Dahmer, Ryan Murphy si scaglia contro la decisione di Netflix: «Non tutte le storie gay devono essere felici»
telegram

Dahmer, Ryan Murphy si scaglia contro la decisione di Netflix: «Non tutte le storie gay devono essere felici»

Il celebre autore ha criticato il fatto che la piattaforma abbia rimosso l'etichetta LBGTQ+ dallo show sul Mostro di Milwaukee.

Dahmer, Ryan Murphy si scaglia contro la decisione di Netflix: «Non tutte le storie gay devono essere felici»

Il celebre autore ha criticato il fatto che la piattaforma abbia rimosso l'etichetta LBGTQ+ dallo show sul Mostro di Milwaukee.

dahmer ryan murphy

Non si placano le polemiche attorno alla serie Dahmer, nuovo prodotto Netflix che punta a raccontare la terrificante storia del Mostro di Milwaukee. Oltre ad essere stata pesantemente criticata dalle famiglie delle vittime del cannibale, la serie è stata oggetto di provvedimenti da parte di Netflix.

Alcuni spettatori e membri della comunità LGBTQ+ si sono infatti lamentati del fatto che lo show presentasse l’etichetta che identifica le storie collegate a personaggi omosessuali, transessuali e via dicendo. Un tag solitamente riservato per altro genere di prodotto e che, si temeva, avrebbe potuto mettere in cattiva luce una comunità e un movimento ancora attivamente in cerca di piena integrazione nella società.

Netflix ha deciso di andare incontro a questo malcontento e ha tolto l’etichetta, scatenando però così la rabbia di Ryan Murphy, creatore della serie Dahmer.

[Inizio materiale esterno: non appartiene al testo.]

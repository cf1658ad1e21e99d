//! Health Monitor Service
//!
//! Owns one heartbeat channel to the backend and derives the shared
//! online/offline status from its activity. Consumers read the status,
//! subscribe to changes, or listen for tagged events; none of them touch
//! the channel or the timers.

use std::sync::atomic::{AtomicBool, Ordering};
use std::sync::{Arc, OnceLock};
use std::time::Duration;

use chrono::{DateTime, Utc};
use tokio::sync::{mpsc, oneshot, watch};
use tracing::{error, info};

use super::channel::{Connector, WsConnector};
use super::driver::{Command, Driver};
use super::policy::ReconnectPolicy;
use super::registry::{StatusCallback, Subscription};
use super::state::SharedState;
use crate::config::{AppConfig, MonitorConfig};
use crate::domain::{ChannelState, ConnectionStatus, HealthSnapshot};
use crate::notifications::{create_event_bus, EventSubscriber, SharedEventBus};

/// Connection health monitor.
///
/// Create one per backend, share it as [`SharedHealthMonitor`], and call
/// [`initialize`](Self::initialize) from inside a Tokio runtime.
pub struct HealthMonitor {
    health_url: String,
    heartbeat_timeout: Duration,
    policy: ReconnectPolicy,
    connector: Arc<dyn Connector>,
    shared: Arc<SharedState>,
    initialized: AtomicBool,
    commands: OnceLock<mpsc::UnboundedSender<Command>>,
}

pub type SharedHealthMonitor = Arc<HealthMonitor>;

impl HealthMonitor {
    pub fn new(health_url: impl Into<String>, config: &MonitorConfig) -> Self {
        Self {
            health_url: health_url.into(),
            heartbeat_timeout: config.heartbeat_timeout(),
            policy: ReconnectPolicy::fixed(config.reconnect_delay()),
            connector: Arc::new(WsConnector::new(config.heartbeat_timeout())),
            shared: Arc::new(SharedState::new(create_event_bus())),
            initialized: AtomicBool::new(false),
            commands: OnceLock::new(),
        }
    }

    pub fn from_config(config: &AppConfig) -> Self {
        Self::new(config.backend.health_ws_url(), &config.monitor)
    }

    /// Replace the transport. Must happen before [`initialize`](Self::initialize).
    pub fn with_connector(mut self, connector: Arc<dyn Connector>) -> Self {
        self.connector = connector;
        self
    }

    pub fn with_event_bus(mut self, event_bus: SharedEventBus) -> Self {
        self.shared = Arc::new(SharedState::new(event_bus));
        self
    }

    pub fn shared(self) -> SharedHealthMonitor {
        Arc::new(self)
    }

    /// Start monitoring. The first call opens the channel; later calls do nothing.
    ///
    /// Never fails. Without a Tokio runtime the backend is reported offline
    /// and the monitor stays uninitialized, so a later call can retry.
    pub fn initialize(&self) {
        if self.initialized.swap(true, Ordering::SeqCst) {
            return;
        }

        let runtime = match tokio::runtime::Handle::try_current() {
            Ok(handle) => handle,
            Err(e) => {
                error!("Cannot start health monitor outside a Tokio runtime: {}", e);
                self.shared.set_status(ConnectionStatus::Offline);
                self.initialized.store(false, Ordering::SeqCst);
                return;
            }
        };

        let (tx, rx) = mpsc::unbounded_channel();
        // The `initialized` latch lets exactly one caller reach this point
        if self.commands.set(tx).is_err() {
            return;
        }

        let driver = Driver::new(
            self.health_url.clone(),
            self.connector.clone(),
            self.shared.clone(),
            self.heartbeat_timeout,
            self.policy,
        );
        runtime.spawn(driver.run(rx));
    }

    pub fn is_initialized(&self) -> bool {
        self.initialized.load(Ordering::SeqCst)
    }

    /// Register `callback` for every status transition.
    ///
    /// Does not start monitoring. Keep the returned handle alive for as long
    /// as notifications are wanted.
    pub fn subscribe<F>(&self, callback: F) -> Subscription
    where
        F: Fn(ConnectionStatus) + Send + Sync + 'static,
    {
        let callback: StatusCallback = Arc::new(callback);
        self.shared.observers.register(callback)
    }

    /// Current shared status
    pub fn status(&self) -> ConnectionStatus {
        self.shared.status()
    }

    pub fn is_online(&self) -> bool {
        self.status().is_online()
    }

    /// Seconds since the last heartbeat, or `None` before the first one
    pub fn last_heartbeat_age(&self) -> Option<u64> {
        self.shared.last_heartbeat_age(tokio::time::Instant::now())
    }

    pub fn last_heartbeat_at(&self) -> Option<DateTime<Utc>> {
        self.shared.last_heartbeat_at()
    }

    pub fn channel_state(&self) -> ChannelState {
        self.shared.channel_state()
    }

    pub fn health_url(&self) -> &str {
        &self.health_url
    }

    pub fn snapshot(&self) -> HealthSnapshot {
        let status = self.status();
        HealthSnapshot {
            status,
            is_online: status.is_online(),
            last_heartbeat_secs: self.last_heartbeat_age(),
            health_url: self.health_url.clone(),
        }
    }

    /// Status as a watch channel. Intermediate values may be coalesced;
    /// use [`events`](Self::events) to see every transition.
    pub fn watch(&self) -> watch::Receiver<ConnectionStatus> {
        self.shared.watch()
    }

    /// Tagged monitor events
    pub fn events(&self) -> EventSubscriber {
        self.shared.event_bus.subscribe()
    }

    pub fn subscriber_count(&self) -> usize {
        self.shared.observers.len()
    }

    /// Stop the driver, drop the channel and cancel both timers.
    ///
    /// Final: a stopped monitor is not restarted by `initialize`.
    pub async fn shutdown(&self) {
        self.initialized.store(true, Ordering::SeqCst);
        let Some(commands) = self.commands.get() else {
            return;
        };

        let (ack_tx, ack_rx) = oneshot::channel();
        if commands.send(Command::Shutdown(ack_tx)).is_ok() {
            let _ = ack_rx.await;
        }
        info!("Health monitor for {} shut down", self.health_url);
    }
}
//! # Backend Health
//!
//! Connection health monitor for a backend that streams heartbeats over a
//! WebSocket, plus the heartbeat server side of that contract.
//!
//! ## Layout
//!
//! - **monitor**: the [`HealthMonitor`] service, its channel driver and timers
//! - **gate**: maps status transitions to the view the application shows
//! - **notifications**: tagged events published on a broadcast bus
//! - **domain**: status types and errors
//! - **config**: TOML configuration with env overrides
//! - **interfaces** / **server**: the `/ws/health` heartbeat server
//! - **support**: graceful shutdown
//!
//! ```rust,no_run
//! use backend_health::{AppConfig, ConnectionStatus, HealthMonitor};
//!
//! #[tokio::main]
//! async fn main() {
//!     let config = AppConfig::default();
//!     let monitor = HealthMonitor::from_config(&config).shared();
//!     let _sub = monitor.subscribe(|status: ConnectionStatus| println!("backend is {}", status));
//!     monitor.initialize();
//! }
//! ```

pub mod config;
pub mod domain;
pub mod gate;
pub mod interfaces;
pub mod monitor;
pub mod notifications;
pub mod server;
pub mod support;

pub use config::{default_config_path, AppConfig};

pub use domain::{ChannelError, ChannelState, ConfigError, ConnectionStatus, HealthSnapshot, ServerError};

pub use monitor::{Connector, HealthMonitor, SharedHealthMonitor, Subscription, WsConnector};

pub use gate::{spawn_view_gate, AppView, ViewGate};

pub use notifications::{create_event_bus, Event, EventBus, SharedEventBus};

pub use server::{init_tracing, ServerHandle, ServerOptions};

Durante un’intervista con il New York Times, il celebre autore ha contestato la decisione della piattaforma: «Non penso che le storie gay debbano essere tutte storie felici» ha detto.

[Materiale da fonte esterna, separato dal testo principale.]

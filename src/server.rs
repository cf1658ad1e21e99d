//! Heartbeat server runtime.
//!
//! [`ServerHandle`] binds the `/ws/health` + `/api/v1/health` router, runs
//! it with graceful shutdown and reports the bound address, so the CLI and
//! tests start the server the same way.

use std::net::SocketAddr;
use std::sync::atomic::{AtomicUsize, Ordering};
use std::sync::{Arc, OnceLock};

use metrics_exporter_prometheus::{PrometheusBuilder, PrometheusHandle};
use tracing::{error, info, warn};

use crate::config::{AppConfig, HEALTH_WS_PATH};
use crate::domain::ServerError;
use crate::interfaces::http::{create_router, RouterOptions};
use crate::support::shutdown::{ShutdownCoordinator, ShutdownSignal};

// ── Options ────────────────────────────────────────────────────────

pub struct ServerOptions {
    pub config: AppConfig,
    /// Install a Prometheus recorder and mount `/metrics` (default: true)
    pub enable_metrics: bool,
}

impl Default for ServerOptions {
    fn default() -> Self {
        Self {
            config: AppConfig::default(),
            enable_metrics: true,
        }
    }
}

// ── ServerHandle ───────────────────────────────────────────────────

/// Handle to a running heartbeat server.
///
/// # Examples
///
/// ```rust,no_run
/// use backend_health::server::{ServerHandle, ServerOptions};
///
/// #[tokio::main]
/// async fn main() -> Result<(), Box<dyn std::error::Error>> {
///     let handle = ServerHandle::start(ServerOptions::default()).await?;
///     handle.install_signal_handler();
///     handle.wait().await;
///     Ok(())
/// }
/// ```
pub struct ServerHandle {
    pub local_addr: SocketAddr,
    heartbeat_clients: Arc<AtomicUsize>,
    shutdown: ShutdownCoordinator,
    task: tokio::task::JoinHandle<()>,
}

impl ServerHandle {
    pub async fn start(opts: ServerOptions) -> Result<Self, ServerError> {
        let cfg = opts.config;
        let shutdown = ShutdownCoordinator::new(cfg.server.shutdown_timeout);
        let shutdown_signal = shutdown.signal();

        let mut router_opts = RouterOptions::new(cfg.server.heartbeat_interval(), shutdown_signal.clone());
        if opts.enable_metrics {
            router_opts.prometheus = prometheus_handle();
        }
        let heartbeat_clients = router_opts.heartbeat_clients.clone();
        let router = create_router(router_opts);

        let addr = cfg.server.address();
        let listener = tokio::net::TcpListener::bind(&addr)
            .await
            .map_err(|source| ServerError::Bind {
                addr: addr.clone(),
                source,
            })?;
        let local_addr = listener.local_addr()?;

        info!("💓 Heartbeat endpoint listening on ws://{}{}", local_addr, HEALTH_WS_PATH);
        info!("   Health check at http://{}/api/v1/health", local_addr);

        let api_shutdown = shutdown_signal.clone();
        let server = axum::serve(
            listener,
            router.into_make_service_with_connect_info::<SocketAddr>(),
        )
        .with_graceful_shutdown(async move {
            api_shutdown.wait().await;
            info!("🛑 Heartbeat server received shutdown signal");
        });

        let task = tokio::spawn(async move {
            if let Err(e) = server.await {
                error!("Heartbeat server error: {}", e);
            }
        });

        Ok(Self {
            local_addr,
            heartbeat_clients,
            shutdown,
            task,
        })
    }

    /// Full URL clients should connect to
    pub fn health_ws_url(&self) -> String {
        format!("ws://{}{}", self.local_addr, HEALTH_WS_PATH)
    }

    pub fn heartbeat_clients(&self) -> usize {
        self.heartbeat_clients.load(Ordering::SeqCst)
    }

    pub fn shutdown_signal(&self) -> ShutdownSignal {
        self.shutdown.signal()
    }

    /// Trigger shutdown on SIGTERM / SIGINT
    pub fn install_signal_handler(&self) {
        self.shutdown.start_signal_listener();
    }

    pub fn trigger_shutdown(&self) {
        self.shutdown.signal().trigger();
    }

    /// Wait for shutdown to be triggered and the server to drain.
    pub async fn wait(self) {
        let task = self.task;
        let drained = self
            .shutdown
            .shutdown_with_cleanup(|| async move {
                if let Err(e) = task.await {
                    error!("Heartbeat server task panicked: {}", e);
                }
            })
            .await;
        if !drained {
            warn!("Heartbeat server did not drain in time");
        }
        info!("👋 Heartbeat server stopped");
    }

    pub async fn shutdown(self) {
        self.trigger_shutdown();
        self.wait().await;
    }

    pub fn is_running(&self) -> bool {
        !self.task.is_finished()
    }
}

/// The global recorder can only be installed once per process; later
/// servers in the same process reuse it.
fn prometheus_handle() -> Option<PrometheusHandle> {
    static PROM_HANDLE: OnceLock<Option<PrometheusHandle>> = OnceLock::new();

    PROM_HANDLE
        .get_or_init(|| match PrometheusBuilder::new().install_recorder() {
            Ok(handle) => {
                info!("📊 Prometheus metrics recorder installed");
                Some(handle)
            }
            Err(e) => {
                warn!("Metrics disabled, recorder not installed: {}", e);
                None
            }
        })
        .clone()
}

/// Initialize tracing from the logging config. `RUST_LOG` wins over
/// `logging.level`. Call once per process.
pub fn init_tracing(config: &AppConfig) {
    use tracing_subscriber::layer::SubscriberExt;
    use tracing_subscriber::util::SubscriberInitExt;

    let env_filter = tracing_subscriber::EnvFilter::try_from_default_env()
        .unwrap_or_else(|_| tracing_subscriber::EnvFilter::new(&config.logging.level));

    let result = match config.logging.format.to_lowercase().as_str() {
        "json" => tracing_subscriber::registry()
            .with(env_filter)
            .with(tracing_subscriber::fmt::layer().json())
            .try_init(),
        _ => tracing_subscriber::registry()
            .with(env_filter)
            .with(tracing_subscriber::fmt::layer())
            .try_init(),
    };

    if let Err(e) = result {
        eprintln!("tracing already initialized: {}", e);
    }
}

#[cfg(test)]
mod tests {
    use super::*;
    use std::time::Duration;

    use crate::domain::ConnectionStatus;
    use crate::monitor::HealthMonitor;

    fn loopback_config() -> AppConfig {
        let mut cfg = AppConfig::default();
        cfg.server.host = "127.0.0.1".to_string();
        cfg.server.port = 0;
        cfg.server.heartbeat_interval_ms = 50;
        cfg.server.shutdown_timeout = 5;
        cfg.monitor.heartbeat_timeout_ms = 500;
        cfg.monitor.reconnect_delay_ms = 100;
        cfg
    }

    async fn wait_for(
        rx: &mut tokio::sync::watch::Receiver<ConnectionStatus>,
        wanted: ConnectionStatus,
    ) {
        tokio::time::timeout(Duration::from_secs(5), rx.wait_for(|s| *s == wanted))
            .await
            .expect("status not reached in time")
            .expect("monitor dropped");
    }

    #[tokio::test]
    async fn test_monitor_tracks_real_server() {
        let cfg = loopback_config();
        let server = ServerHandle::start(ServerOptions {
            config: cfg.clone(),
            enable_metrics: false,
        })
        .await
        .unwrap();

        let monitor = HealthMonitor::new(server.health_ws_url(), &cfg.monitor);
        let mut status = monitor.watch();
        monitor.initialize();

        wait_for(&mut status, ConnectionStatus::Online).await;
        assert!(monitor.last_heartbeat_age().is_some());
        assert_eq!(server.heartbeat_clients(), 1);

        server.shutdown().await;
        wait_for(&mut status, ConnectionStatus::Offline).await;

        monitor.shutdown().await;
    }

    #[tokio::test]
    async fn test_monitor_offline_when_nothing_listens() {
        let cfg = loopback_config();
        let listener = std::net::TcpListener::bind("127.0.0.1:0").unwrap();
        let port = listener.local_addr().unwrap().port();
        drop(listener);

        let monitor = HealthMonitor::new(
            format!("ws://127.0.0.1:{}{}", port, HEALTH_WS_PATH),
            &cfg.monitor,
        );
        let mut status = monitor.watch();
        monitor.initialize();

        wait_for(&mut status, ConnectionStatus::Offline).await;
        assert_eq!(monitor.last_heartbeat_age(), None);

        monitor.shutdown().await;
    }
}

Poi, è entrato nel merito: «C’è stato un momento in cui Netflix ha rimosso il tag LGBTQ da Dahmer, non mi è piaciuto e ho chiesto come mai l’avessero fatto, hanno risposto che le persone erano infastidite perché era una storia triste. Ho pensato ‘Beh, sì!’. Ma era la storia di un uomo gay e, ancora più importante, delle sue vittime gay».

Per Murphy, la serie con protagonista Evan Peters nei panni di Jeffrey Dahmer – assassino di almeno 17 uomini tra il 1978 e il 1991 – ha proprio questo punto di forza: «È la cosa più grande che abbia vista ad esaminare quanto sia facile farla franca quando ci sono certi privilegi bianchi. Quali sono le regole adesso? Non potremo più fare film su un tiranno?». In particolare, nel sesto episodio ci sono tre uomini gay e sordi che parlano tramite linguaggio dei segni di quanto sia difficile la vita per gente come loro: «Non potevo credere al fatto che avessi avuto in dono la possibilità di mettere una scena del genere in televisione».

Come detto, però, non è l’unica polemica che Dahmer e il suo creatore ha dovuto affrontare: lo show è accusato di tentare di “riqualificare” il protagonista e di lucrare sulla tragedia senza coinvolgere neppure i parenti delle vittime. Ryan Murphy ha respinto queste accuse: «Nel corso dei tre, tre anni e mezzo che abbiamo passato a scriverla e lavorandoci sopra, abbiamo contattato 20, circa 20 delle famiglie e degli amici delle vittime, cercando di ottenere un input, cercando di parlare con le persone, e non una sola di queste ci ha mai degnato di una risposta. Quindi abbiamo fatto molto affidamento sul nostro incredibile gruppo di ricercatori» ha detto.